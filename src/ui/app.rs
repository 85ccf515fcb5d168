//! Main application state and UI loop
//!
//! Contains the App struct and main UI event handling logic

use crate::consts::cli_consts::ui;
use crate::environment::Environment;
use crate::events::Event as WorkerEvent;
use crate::fetcher::{DashboardFetcher, FetchOutcome};
use crate::ui::dashboard::{DashboardState, render_dashboard};
use crate::ui::splash::render_splash;
use crossterm::event::{self, Event, KeyCode};
use ratatui::{Frame, Terminal, backend::Backend};
use std::time::Instant;
use tokio::sync::mpsc;
use tokio_util::sync::CancellationToken;

/// The different screens in the application.
#[derive(Debug)]
pub enum Screen {
    /// Splash screen shown at the start of the application.
    Splash,
    /// Dashboard screen displaying the fetched payload.
    Dashboard(Box<DashboardState>),
}

/// Application state
pub struct App {
    /// The start time of the application, used for computing uptime.
    start_time: Instant,

    /// Identifier the dashboard payload is fetched for.
    user_id: String,

    /// The environment in which the application is running.
    environment: Environment,

    /// The current screen being displayed in the application.
    current_screen: Screen,

    /// Spawns fetch attempts and owns the API handle.
    fetcher: DashboardFetcher,

    /// Receives operator events from the fetch worker.
    event_receiver: mpsc::Receiver<WorkerEvent>,

    /// Receives fetch outcomes from the fetch worker.
    outcome_receiver: mpsc::Receiver<FetchOutcome>,

    /// Cancelled on quit so an in-flight fetch cannot outlive the UI.
    cancellation: CancellationToken,
}

impl App {
    /// Creates a new instance of the application.
    pub fn new(
        user_id: String,
        environment: Environment,
        fetcher: DashboardFetcher,
        event_receiver: mpsc::Receiver<WorkerEvent>,
        outcome_receiver: mpsc::Receiver<FetchOutcome>,
        cancellation: CancellationToken,
    ) -> Self {
        Self {
            start_time: Instant::now(),
            user_id,
            environment,
            current_screen: Screen::Splash,
            fetcher,
            event_receiver,
            outcome_receiver,
            cancellation,
        }
    }

    /// Mount the dashboard screen and issue the initial fetch.
    fn mount_dashboard(&mut self) {
        let mut state = DashboardState::new(
            self.user_id.clone(),
            self.environment.clone(),
            self.start_time,
        );
        let generation = state.begin_fetch();
        self.fetcher.spawn(generation);
        self.current_screen = Screen::Dashboard(Box::new(state));
    }
}

/// Runs the application UI in a loop, handling events and rendering the appropriate screen.
pub async fn run<B: Backend>(terminal: &mut Terminal<B>, mut app: App) -> std::io::Result<()> {
    let splash_start = Instant::now();

    // UI event loop
    loop {
        // Queue all incoming worker events for processing
        while let Ok(event) = app.event_receiver.try_recv() {
            if let Screen::Dashboard(state) = &mut app.current_screen {
                state.add_event(event);
            }
        }

        // Apply completed fetch outcomes through the single transition handler
        while let Ok(outcome) = app.outcome_receiver.try_recv() {
            if let Screen::Dashboard(state) = &mut app.current_screen {
                state.apply_fetch_outcome(outcome);
            }
        }

        // Update the state based on the current screen
        if let Screen::Dashboard(state) = &mut app.current_screen {
            state.update();
        }

        terminal.draw(|f| render(f, &app.current_screen))?;

        // Handle splash-to-dashboard transition
        if let Screen::Splash = app.current_screen {
            if splash_start.elapsed() >= ui::splash_duration() {
                app.mount_dashboard();
                continue;
            }
        }

        // Poll for key events
        if event::poll(ui::poll_interval())? {
            if let Event::Key(key) = event::read()? {
                // Skip events that are not KeyEventKind::Press
                if key.kind == event::KeyEventKind::Release {
                    continue;
                }

                // Handle exit events
                if matches!(key.code, KeyCode::Esc | KeyCode::Char('q')) {
                    app.cancellation.cancel();
                    return Ok(());
                }

                match &mut app.current_screen {
                    Screen::Splash => {
                        // Any other key press skips the splash screen
                        app.mount_dashboard();
                    }
                    Screen::Dashboard(state) => {
                        // Re-fetch under a new generation; any outcome still
                        // in flight for the old one is discarded on arrival.
                        if key.code == KeyCode::Char('r') {
                            let generation = state.begin_fetch();
                            app.fetcher.spawn(generation);
                        }
                    }
                }
            }
        }
    }
}

/// Renders the current screen based on the application state.
fn render(f: &mut Frame, screen: &Screen) {
    match screen {
        Screen::Splash => render_splash(f),
        Screen::Dashboard(state) => render_dashboard(f, state),
    }
}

■ Assignment ■
Every record, copied exactly, is the expected answer.

■ Exercise output ■
filename src/ui/app.rs
repository 85ccf515fcb5d168
//! Main application state and UI loop
//!
//! Contains the App struct and main UI event handling logic

use crate::consts::cli_consts::ui;
use crate::environment::Environment;
use crate::events::Event as WorkerEvent;
use crate::fetcher::{DashboardFetcher, FetchOutcome};
use crate::ui::dashboard::{DashboardState, render_dashboard};
use crate::ui::splash::render_splash;
use crossterm::event::{self, Event, KeyCode};
use ratatui::{Frame, Terminal, backend::Backend};
use std::time::Instant;
use tokio::sync::mpsc;
use tokio_util::sync::CancellationToken;

/// The different screens in the application.
#[derive(Debug)]
pub enum Screen {
    /// Splash screen shown at the start of the application.
    Splash,
    /// Dashboard screen displaying the fetched payload.
    Dashboard(Box<DashboardState>),
}

/// Application state
pub struct App {
    /// The start time of the application, used for computing uptime.
    start_time: Instant,

    /// Identifier the dashboard payload is fetched for.
    user_id: String,

    /// The environment in which the application is running.
    environment: Environment,

    /// The current screen being displayed in the application.
    current_screen: Screen,

    /// Spawns fetch attempts and owns the API handle.
    fetcher: DashboardFetcher,

    /// Receives operator events from the fetch worker.
    event_receiver: mpsc::Receiver<WorkerEvent>,

    /// Receives fetch outcomes from the fetch worker.
    outcome_receiver: mpsc::Receiver<FetchOutcome>,

    /// Cancelled on quit so an in-flight fetch cannot outlive the UI.
    cancellation: CancellationToken,
}

impl App {
    /// Creates a new instance of the application.
    pub fn new(
        user_id: String,
        environment: Environment,
        fetcher: DashboardFetcher,
        event_receiver: mpsc::Receiver<WorkerEvent>,
        outcome_receiver: mpsc::Receiver<FetchOutcome>,
        cancellation: CancellationToken,
    ) -> Self {
        Self {
            start_time: Instant::now(),
            user_id,
            environment,
            current_screen: Screen::Splash,
            fetcher,
            event_receiver,
            outcome_receiver,
            cancellation,
        }
    }

    /// Mount the dashboard screen and issue the initial fetch.
    fn mount_dashboard(&mut self) {
        let mut state = DashboardState::new(
            self.user_id.clone(),
            self.environment.clone(),
            self.start_time,
        );
        let generation = state.begin_fetch();
        self.fetcher.spawn(generation);
        self.current_screen = Screen::Dashboard(Box::new(state));
    }
}

/// Runs the application UI in a loop, handling events and rendering the appropriate screen.
pub async fn run<B: Backend>(terminal: &mut Terminal<B>, mut app: App) -> std::io::Result<()> {
    let splash_start = Instant::now();

    // UI event loop
    loop {
        // Queue all incoming worker events for processing
        while let Ok(event) = app.event_receiver.try_recv() {
            if let Screen::Dashboard(state) = &mut app.current_screen {
                state.add_event(event);
            }
        }

        // Apply completed fetch outcomes through the single transition handler
        while let Ok(outcome) = app.outcome_receiver.try_recv() {
            if let Screen::Dashboard(state) = &mut app.current_screen {
                state.apply_fetch_outcome(outcome);
            }
        }

        // Update the state based on the current screen
        if let Screen::Dashboard(state) = &mut app.current_screen {
            state.update();
        }

        terminal.draw(|f| render(f, &app.current_screen))?;

        // Handle splash-to-dashboard transition
        if let Screen::Splash = app.current_screen {
            if splash_start.elapsed() >= ui::splash_duration() {
                app.mount_dashboard();
                continue;
            }
        }

        // Poll for key events
        if event::poll(ui::poll_interval())? {
            if let Event::Key(key) = event::read()? {
                // Skip events that are not KeyEventKind::Press
                if key.kind == event::KeyEventKind::Release {
                    continue;
                }

                // Handle exit events
                if matches!(key.code, KeyCode::Esc | KeyCode::Char('q')) {
                    app.cancellation.cancel();
                    return Ok(());
                }

                match &mut app.current_screen {
                    Screen::Splash => {
                        // Any other key press skips the splash screen
                        app.mount_dashboard();
                    }
                    Screen::Dashboard(state) => {
                        // Re-fetch under a new generation; any outcome still
                        // in flight for the old one is discarded on arrival.
                        if key.code == KeyCode::Char('r') {
                            let generation = state.begin_fetch();
                            app.fetcher.spawn(generation);
                        }
                    }
                }
            }
        }
    }
}

/// Renders the current screen based on the application state.
fn render(f: &mut Frame, screen: &Screen) {
    match screen {
        Screen::Splash => render_splash(f),
        Screen::Dashboard(state) => render_dashboard(f, state),
    }
}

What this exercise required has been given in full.